The data:
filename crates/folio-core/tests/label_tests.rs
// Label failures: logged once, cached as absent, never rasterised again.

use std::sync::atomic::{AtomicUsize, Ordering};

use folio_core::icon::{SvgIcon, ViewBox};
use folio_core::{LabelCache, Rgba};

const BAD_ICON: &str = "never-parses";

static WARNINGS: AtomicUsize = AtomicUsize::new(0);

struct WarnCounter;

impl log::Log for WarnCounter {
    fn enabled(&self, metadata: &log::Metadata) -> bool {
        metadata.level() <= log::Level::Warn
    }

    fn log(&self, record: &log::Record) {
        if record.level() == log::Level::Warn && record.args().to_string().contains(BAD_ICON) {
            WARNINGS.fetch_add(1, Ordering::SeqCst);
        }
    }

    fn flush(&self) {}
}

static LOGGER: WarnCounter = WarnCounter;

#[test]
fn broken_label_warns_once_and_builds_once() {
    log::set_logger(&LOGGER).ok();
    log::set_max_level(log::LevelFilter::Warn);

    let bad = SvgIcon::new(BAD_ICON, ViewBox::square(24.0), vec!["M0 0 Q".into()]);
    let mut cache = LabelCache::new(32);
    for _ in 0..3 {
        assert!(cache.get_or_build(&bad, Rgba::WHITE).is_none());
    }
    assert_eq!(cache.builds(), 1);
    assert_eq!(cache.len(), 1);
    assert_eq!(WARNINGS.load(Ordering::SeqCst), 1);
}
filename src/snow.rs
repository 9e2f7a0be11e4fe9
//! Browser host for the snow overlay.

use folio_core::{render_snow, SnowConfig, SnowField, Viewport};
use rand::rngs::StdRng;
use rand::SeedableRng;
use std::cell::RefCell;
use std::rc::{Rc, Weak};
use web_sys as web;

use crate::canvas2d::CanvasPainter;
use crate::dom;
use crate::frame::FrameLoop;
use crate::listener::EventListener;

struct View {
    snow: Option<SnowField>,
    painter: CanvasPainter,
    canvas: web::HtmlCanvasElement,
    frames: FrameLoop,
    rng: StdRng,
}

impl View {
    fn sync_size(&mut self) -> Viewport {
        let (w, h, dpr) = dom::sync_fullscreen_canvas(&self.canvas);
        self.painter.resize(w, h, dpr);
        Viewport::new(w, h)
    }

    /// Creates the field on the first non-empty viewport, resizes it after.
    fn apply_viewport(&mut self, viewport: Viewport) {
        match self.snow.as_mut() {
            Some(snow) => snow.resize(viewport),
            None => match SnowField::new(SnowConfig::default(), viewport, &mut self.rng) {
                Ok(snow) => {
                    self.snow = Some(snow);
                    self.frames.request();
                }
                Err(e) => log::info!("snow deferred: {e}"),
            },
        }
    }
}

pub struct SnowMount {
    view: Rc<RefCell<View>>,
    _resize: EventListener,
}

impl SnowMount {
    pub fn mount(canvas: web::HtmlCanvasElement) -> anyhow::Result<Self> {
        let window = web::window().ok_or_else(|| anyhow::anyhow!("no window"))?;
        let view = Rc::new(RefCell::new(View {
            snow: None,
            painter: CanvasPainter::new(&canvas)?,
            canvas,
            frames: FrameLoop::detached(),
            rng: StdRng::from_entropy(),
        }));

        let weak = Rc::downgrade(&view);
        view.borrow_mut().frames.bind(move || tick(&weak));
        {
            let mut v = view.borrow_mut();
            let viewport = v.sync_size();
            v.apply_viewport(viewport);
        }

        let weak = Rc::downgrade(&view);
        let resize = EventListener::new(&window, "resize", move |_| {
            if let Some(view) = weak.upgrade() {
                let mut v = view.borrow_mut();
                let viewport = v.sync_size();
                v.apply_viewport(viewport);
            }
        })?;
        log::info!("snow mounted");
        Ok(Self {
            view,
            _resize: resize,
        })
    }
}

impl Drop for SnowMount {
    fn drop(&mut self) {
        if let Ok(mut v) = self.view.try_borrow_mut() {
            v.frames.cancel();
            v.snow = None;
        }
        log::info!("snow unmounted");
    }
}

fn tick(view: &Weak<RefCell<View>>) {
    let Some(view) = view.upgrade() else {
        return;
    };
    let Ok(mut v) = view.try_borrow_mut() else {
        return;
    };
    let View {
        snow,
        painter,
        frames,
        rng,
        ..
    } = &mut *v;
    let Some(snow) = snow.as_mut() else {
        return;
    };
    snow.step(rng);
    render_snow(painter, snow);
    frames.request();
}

==

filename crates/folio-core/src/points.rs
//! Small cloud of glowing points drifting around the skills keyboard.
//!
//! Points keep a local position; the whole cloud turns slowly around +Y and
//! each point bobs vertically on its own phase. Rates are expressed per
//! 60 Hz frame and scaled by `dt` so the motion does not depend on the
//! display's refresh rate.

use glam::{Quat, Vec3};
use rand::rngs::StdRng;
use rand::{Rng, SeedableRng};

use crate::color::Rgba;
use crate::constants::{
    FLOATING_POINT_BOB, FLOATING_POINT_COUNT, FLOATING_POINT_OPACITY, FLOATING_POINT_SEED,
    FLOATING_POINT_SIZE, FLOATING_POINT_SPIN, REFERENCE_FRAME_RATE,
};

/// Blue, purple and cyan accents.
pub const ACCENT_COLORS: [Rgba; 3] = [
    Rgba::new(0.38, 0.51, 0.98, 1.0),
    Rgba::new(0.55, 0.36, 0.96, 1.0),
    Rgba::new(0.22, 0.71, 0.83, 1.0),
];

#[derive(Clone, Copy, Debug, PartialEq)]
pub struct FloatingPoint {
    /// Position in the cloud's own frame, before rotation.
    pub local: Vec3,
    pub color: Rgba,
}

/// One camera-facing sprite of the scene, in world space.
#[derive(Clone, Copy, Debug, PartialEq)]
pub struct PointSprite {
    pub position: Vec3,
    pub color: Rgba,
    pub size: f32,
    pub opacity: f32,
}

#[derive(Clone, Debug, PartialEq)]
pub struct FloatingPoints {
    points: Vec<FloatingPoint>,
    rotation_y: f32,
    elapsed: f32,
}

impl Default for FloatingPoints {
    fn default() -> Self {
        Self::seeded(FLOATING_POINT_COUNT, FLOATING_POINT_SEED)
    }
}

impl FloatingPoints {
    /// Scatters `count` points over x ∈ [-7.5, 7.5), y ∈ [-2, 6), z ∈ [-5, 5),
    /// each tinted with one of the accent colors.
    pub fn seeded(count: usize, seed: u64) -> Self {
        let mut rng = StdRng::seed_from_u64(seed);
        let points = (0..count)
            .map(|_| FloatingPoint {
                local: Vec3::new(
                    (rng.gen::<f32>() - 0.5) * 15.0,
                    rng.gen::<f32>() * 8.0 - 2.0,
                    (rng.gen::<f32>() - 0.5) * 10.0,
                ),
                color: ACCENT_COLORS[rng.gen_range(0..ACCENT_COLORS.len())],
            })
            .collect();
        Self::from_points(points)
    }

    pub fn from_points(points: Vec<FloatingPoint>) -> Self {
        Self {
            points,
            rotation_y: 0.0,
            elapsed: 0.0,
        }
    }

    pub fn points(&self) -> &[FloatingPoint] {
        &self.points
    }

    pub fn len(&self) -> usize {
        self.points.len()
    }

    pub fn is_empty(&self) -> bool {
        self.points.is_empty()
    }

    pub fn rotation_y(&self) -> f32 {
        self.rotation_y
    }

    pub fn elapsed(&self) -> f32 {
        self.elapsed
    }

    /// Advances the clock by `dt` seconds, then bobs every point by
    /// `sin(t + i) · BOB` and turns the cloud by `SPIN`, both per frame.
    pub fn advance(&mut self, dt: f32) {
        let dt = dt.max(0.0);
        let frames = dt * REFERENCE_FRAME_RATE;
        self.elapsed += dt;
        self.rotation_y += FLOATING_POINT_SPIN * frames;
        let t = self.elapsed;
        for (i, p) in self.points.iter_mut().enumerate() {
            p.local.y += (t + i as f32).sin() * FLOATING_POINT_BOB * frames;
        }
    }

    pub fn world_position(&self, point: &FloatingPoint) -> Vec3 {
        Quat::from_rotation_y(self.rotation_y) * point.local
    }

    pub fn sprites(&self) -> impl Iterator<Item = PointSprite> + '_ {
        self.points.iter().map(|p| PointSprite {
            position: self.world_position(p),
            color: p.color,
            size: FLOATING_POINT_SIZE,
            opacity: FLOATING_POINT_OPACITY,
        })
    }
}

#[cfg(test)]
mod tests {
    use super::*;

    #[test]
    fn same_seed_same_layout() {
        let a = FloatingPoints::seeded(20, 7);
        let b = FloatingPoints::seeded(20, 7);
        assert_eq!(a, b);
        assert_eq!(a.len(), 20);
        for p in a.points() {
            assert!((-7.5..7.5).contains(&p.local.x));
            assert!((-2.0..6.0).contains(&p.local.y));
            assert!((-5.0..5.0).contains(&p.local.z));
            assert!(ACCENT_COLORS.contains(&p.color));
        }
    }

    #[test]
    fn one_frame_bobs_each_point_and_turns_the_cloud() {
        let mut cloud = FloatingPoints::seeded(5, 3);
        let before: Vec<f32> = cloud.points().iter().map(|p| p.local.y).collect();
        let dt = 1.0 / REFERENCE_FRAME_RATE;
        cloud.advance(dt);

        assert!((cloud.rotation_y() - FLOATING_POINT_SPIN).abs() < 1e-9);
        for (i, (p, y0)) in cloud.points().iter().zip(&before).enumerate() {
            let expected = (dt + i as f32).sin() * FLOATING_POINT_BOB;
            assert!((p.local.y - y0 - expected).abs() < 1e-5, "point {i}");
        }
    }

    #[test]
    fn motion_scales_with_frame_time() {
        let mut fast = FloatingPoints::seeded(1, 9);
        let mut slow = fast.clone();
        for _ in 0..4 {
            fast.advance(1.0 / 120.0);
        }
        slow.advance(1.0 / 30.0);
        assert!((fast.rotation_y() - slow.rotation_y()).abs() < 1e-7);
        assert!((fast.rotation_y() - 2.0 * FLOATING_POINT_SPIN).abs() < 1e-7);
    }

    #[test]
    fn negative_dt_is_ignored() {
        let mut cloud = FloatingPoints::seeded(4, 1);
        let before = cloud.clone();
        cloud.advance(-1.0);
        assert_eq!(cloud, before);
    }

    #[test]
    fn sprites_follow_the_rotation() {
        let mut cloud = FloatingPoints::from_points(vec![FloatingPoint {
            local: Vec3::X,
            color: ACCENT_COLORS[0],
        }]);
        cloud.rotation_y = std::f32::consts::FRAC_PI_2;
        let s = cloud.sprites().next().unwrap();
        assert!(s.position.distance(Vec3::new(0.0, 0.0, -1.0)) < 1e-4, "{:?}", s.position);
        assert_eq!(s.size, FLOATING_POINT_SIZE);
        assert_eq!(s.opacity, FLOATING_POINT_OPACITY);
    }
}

---

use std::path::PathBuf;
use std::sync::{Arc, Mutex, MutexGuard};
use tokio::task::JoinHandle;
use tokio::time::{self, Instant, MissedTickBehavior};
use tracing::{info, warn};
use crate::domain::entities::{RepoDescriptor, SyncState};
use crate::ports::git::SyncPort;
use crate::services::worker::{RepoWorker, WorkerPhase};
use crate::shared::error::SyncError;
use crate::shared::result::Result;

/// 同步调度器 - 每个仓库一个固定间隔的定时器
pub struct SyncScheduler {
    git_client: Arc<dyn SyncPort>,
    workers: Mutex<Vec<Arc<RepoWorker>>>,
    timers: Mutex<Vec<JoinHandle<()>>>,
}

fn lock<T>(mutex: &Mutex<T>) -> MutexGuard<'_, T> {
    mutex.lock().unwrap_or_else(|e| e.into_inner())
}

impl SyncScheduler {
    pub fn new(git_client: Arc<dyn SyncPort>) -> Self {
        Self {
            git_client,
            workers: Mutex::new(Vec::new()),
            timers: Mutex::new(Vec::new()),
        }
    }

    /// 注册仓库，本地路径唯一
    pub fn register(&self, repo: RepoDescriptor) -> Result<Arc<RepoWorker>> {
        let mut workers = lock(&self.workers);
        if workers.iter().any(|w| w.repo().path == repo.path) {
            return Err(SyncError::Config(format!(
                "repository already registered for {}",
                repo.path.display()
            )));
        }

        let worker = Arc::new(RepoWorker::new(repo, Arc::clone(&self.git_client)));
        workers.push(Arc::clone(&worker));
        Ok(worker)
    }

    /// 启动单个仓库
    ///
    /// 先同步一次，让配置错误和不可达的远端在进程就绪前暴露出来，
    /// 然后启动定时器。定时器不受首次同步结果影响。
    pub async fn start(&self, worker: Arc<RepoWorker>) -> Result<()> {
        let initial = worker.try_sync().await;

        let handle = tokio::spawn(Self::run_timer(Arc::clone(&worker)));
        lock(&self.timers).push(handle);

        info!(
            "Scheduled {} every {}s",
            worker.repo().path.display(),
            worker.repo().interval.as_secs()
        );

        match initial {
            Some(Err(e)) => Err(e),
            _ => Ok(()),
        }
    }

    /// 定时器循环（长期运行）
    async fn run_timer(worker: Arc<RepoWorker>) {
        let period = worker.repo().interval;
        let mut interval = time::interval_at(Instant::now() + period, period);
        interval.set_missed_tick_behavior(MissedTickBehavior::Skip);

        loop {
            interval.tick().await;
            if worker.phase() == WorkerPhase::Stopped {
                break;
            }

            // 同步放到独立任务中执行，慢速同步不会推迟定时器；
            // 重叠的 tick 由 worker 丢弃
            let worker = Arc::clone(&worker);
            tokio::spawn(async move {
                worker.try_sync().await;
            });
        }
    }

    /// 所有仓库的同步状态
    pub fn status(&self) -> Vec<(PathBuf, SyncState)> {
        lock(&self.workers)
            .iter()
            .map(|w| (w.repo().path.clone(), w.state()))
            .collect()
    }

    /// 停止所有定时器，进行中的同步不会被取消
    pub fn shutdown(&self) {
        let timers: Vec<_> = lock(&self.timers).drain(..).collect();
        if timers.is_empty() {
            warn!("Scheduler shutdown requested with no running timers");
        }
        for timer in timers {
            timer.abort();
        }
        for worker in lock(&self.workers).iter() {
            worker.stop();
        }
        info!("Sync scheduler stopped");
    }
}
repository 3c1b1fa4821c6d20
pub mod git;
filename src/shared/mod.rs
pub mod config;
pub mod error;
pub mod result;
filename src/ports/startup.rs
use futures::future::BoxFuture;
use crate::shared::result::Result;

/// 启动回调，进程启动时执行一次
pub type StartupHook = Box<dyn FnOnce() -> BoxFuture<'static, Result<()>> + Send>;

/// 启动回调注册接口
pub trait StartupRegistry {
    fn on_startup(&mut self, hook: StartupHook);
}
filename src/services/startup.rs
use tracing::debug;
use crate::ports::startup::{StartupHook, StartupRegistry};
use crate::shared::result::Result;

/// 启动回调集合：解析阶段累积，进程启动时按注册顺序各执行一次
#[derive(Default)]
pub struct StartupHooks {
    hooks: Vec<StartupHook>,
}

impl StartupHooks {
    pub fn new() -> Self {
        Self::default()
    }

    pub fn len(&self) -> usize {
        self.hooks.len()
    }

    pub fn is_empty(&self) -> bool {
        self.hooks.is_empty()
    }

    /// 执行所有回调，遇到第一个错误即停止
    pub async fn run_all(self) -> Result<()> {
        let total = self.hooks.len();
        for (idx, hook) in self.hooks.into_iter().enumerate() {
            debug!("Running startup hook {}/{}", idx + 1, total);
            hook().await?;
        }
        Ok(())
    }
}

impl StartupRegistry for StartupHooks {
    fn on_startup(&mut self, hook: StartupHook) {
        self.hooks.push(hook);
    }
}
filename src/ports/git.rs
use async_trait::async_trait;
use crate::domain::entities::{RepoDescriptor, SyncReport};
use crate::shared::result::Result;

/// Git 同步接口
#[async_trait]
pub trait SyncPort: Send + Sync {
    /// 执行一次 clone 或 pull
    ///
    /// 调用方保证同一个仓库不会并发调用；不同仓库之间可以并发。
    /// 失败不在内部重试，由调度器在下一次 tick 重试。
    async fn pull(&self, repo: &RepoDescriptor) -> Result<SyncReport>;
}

Required action:
Gather up, from the records above, each line where the word "push" appears.

Answer section:
        workers.push(Arc::clone(&worker));
        lock(&self.timers).push(handle);
        self.hooks.push(hook);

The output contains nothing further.